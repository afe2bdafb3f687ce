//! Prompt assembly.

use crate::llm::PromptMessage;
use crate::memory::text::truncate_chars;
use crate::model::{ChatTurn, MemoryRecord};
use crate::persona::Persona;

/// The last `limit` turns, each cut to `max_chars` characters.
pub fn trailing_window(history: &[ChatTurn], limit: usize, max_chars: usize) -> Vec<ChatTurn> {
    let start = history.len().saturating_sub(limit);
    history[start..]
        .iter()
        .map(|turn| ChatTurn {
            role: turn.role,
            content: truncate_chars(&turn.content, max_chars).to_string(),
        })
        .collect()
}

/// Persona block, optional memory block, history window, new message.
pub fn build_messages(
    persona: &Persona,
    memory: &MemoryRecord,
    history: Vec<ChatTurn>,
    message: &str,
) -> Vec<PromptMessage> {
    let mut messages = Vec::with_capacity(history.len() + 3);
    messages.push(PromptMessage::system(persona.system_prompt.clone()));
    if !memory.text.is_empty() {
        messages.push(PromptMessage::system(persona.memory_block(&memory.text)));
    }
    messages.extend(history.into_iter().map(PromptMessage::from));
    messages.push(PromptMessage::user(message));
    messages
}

(The task):
Find the string "ChatTurn" in the entries above. Copy each line where it occurs.

(Response box):
use crate::model::{ChatTurn, MemoryRecord};
pub fn trailing_window(history: &[ChatTurn], limit: usize, max_chars: usize) -> Vec<ChatTurn> {
        .map(|turn| ChatTurn {
    history: Vec<ChatTurn>,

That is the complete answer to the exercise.